Logging carryovers from old growth forests in British Columbia exceed Great Bear Rainforest – Sooke News Mirror

The BC government’s plan to preserve old-growth and at-risk forest ecosystems has reached two-thirds of its goal, gaining approval from Indigenous communities for proposed protected areas and logging plans.

The 1.7 million hectares currently being negotiated for protection exceed protected areas in the coastal region now known as the Great Bear Rainforest, Forests Minister Katrine Conroy said Friday at an event to mark the update on progress. Among the signatories is the Canim Lake Indian Band in the Central Interior, whose representative described his people’s perspective on a century of logging and ranching.

Canim Lake councilor Carl Archie said it was “ironic that the area was named after the caribou”, which was the main source of traditional food for his people.

“There were vast herds and the people of Canim Lake protected those herds with our blood and our lives,” Archie said on April 1. “Although they once supported our people from time immemorial, they are now gone. Where there used to be vast herds numbering in the thousands, as far as the eye can see, they now soar nearly 100 animals in Wells Gray Park.

Like many of the more than 200 Aboriginal groups consulted on forest preservation, Canim Lake has its own logging operations.

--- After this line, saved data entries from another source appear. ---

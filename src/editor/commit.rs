use crate::models::{CmsContext, EntityCallbacks, EntitySchema};
use crate::store::{save_entity, EntityStore, SaveEntityRequest};
use std::rc::Rc;

/// Where the popup editor sends its writes. Fire-and-forget: the sink owns failure
/// reporting.
pub trait CommitSink {
    fn commit(&self, request: SaveEntityRequest);
}

impl<F: Fn(SaveEntityRequest)> CommitSink for F {
    fn commit(&self, request: SaveEntityRequest) {
        self(request)
    }
}

/// Runs [`save_entity`] on the local executor so the callback hooks see every commit.
pub struct StoreCommitSink<S> {
    store: S,
    schema: Rc<EntitySchema>,
    callbacks: Rc<dyn EntityCallbacks>,
    context: Rc<CmsContext>,
}

impl<S: EntityStore + Clone + 'static> StoreCommitSink<S> {
    pub fn new(
        store: S,
        schema: Rc<EntitySchema>,
        callbacks: Rc<dyn EntityCallbacks>,
        context: Rc<CmsContext>,
    ) -> Self {
        Self {
            store,
            schema,
            callbacks,
            context,
        }
    }
}

impl<S: EntityStore + Clone + 'static> CommitSink for StoreCommitSink<S> {
    fn commit(&self, request: SaveEntityRequest) {
        let store = self.store.clone();
        let schema = self.schema.clone();
        let callbacks = self.callbacks.clone();
        let context = self.context.clone();

        leptos::task::spawn_local(async move {
            let target = format!("{}/{}", request.path, request.id);
            // Failures already went through on_save_failure.
            if let Err(e) = save_entity(&store, &schema, callbacks.as_ref(), &context, request).await {
                log::debug!("inline commit of {target} did not land: {e}");
            }
        });
    }
}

Archie said his elected council now had its own forest stewardship plan and had “led the charge” to increase the share of the annual allowable cut reserved for native title holders. Canim Lake accepted the carryover areas proposed by the Government of British Columbia, but reserved the right to modify designated areas in the future.

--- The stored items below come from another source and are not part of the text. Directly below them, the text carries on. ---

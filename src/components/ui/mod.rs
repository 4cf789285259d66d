pub mod alert;
pub mod button;
pub mod input;
pub mod label;

pub use alert::*;
pub use button::*;
pub use input::*;
pub use label::*;
use serde::Serialize;

pub(crate) const STORE_KEY: &str = "cms_admin_store";
pub(crate) const LAST_COLLECTION_KEY: &str = "cms_admin_last_collection";

fn local_storage() -> Option<web_sys::Storage> {
    web_sys::window().and_then(|w| w.local_storage().ok().flatten())
}

pub(crate) fn save_json_to_storage<T: Serialize>(key: &str, value: &T) {
    let json = match serde_json::to_string(value) {
        Ok(json) => json,
        Err(e) => {
            log::warn!("could not serialize {key}: {e}");
            return;
        }
    };
    if let Some(storage) = local_storage() {
        let _ = storage.set_item(key, &json);
    }
}

pub(crate) fn load_string_from_storage(key: &str) -> Option<String> {
    local_storage()?.get_item(key).ok().flatten()
}

pub(crate) fn save_string_to_storage(key: &str, value: &str) {
    if let Some(storage) = local_storage() {
        let _ = storage.set_item(key, value);
    }
}

#[allow(dead_code)]
pub(crate) fn clear_storage_key(key: &str) {
    if let Some(storage) = local_storage() {
        let _ = storage.remove_item(key);
    }
}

Archie endorsed Conroy’s move toward Indigenous-led land use planning that considers the cumulative impacts of roads and logging. “Our caribou depend on old-growth forests for their very existence, and it’s our responsibility to bring them back,” he said.

Implementation of BC’s old-growth forest preservation strategy shifts to a new ministry of land, water and resource stewardship, as the province regains control of decisions such as where resource access roads can be built. The Old Growth Strategy aims to extend protection to up to 2.6 million hectares of forest identified as being at risk of permanent habitat loss by 2023.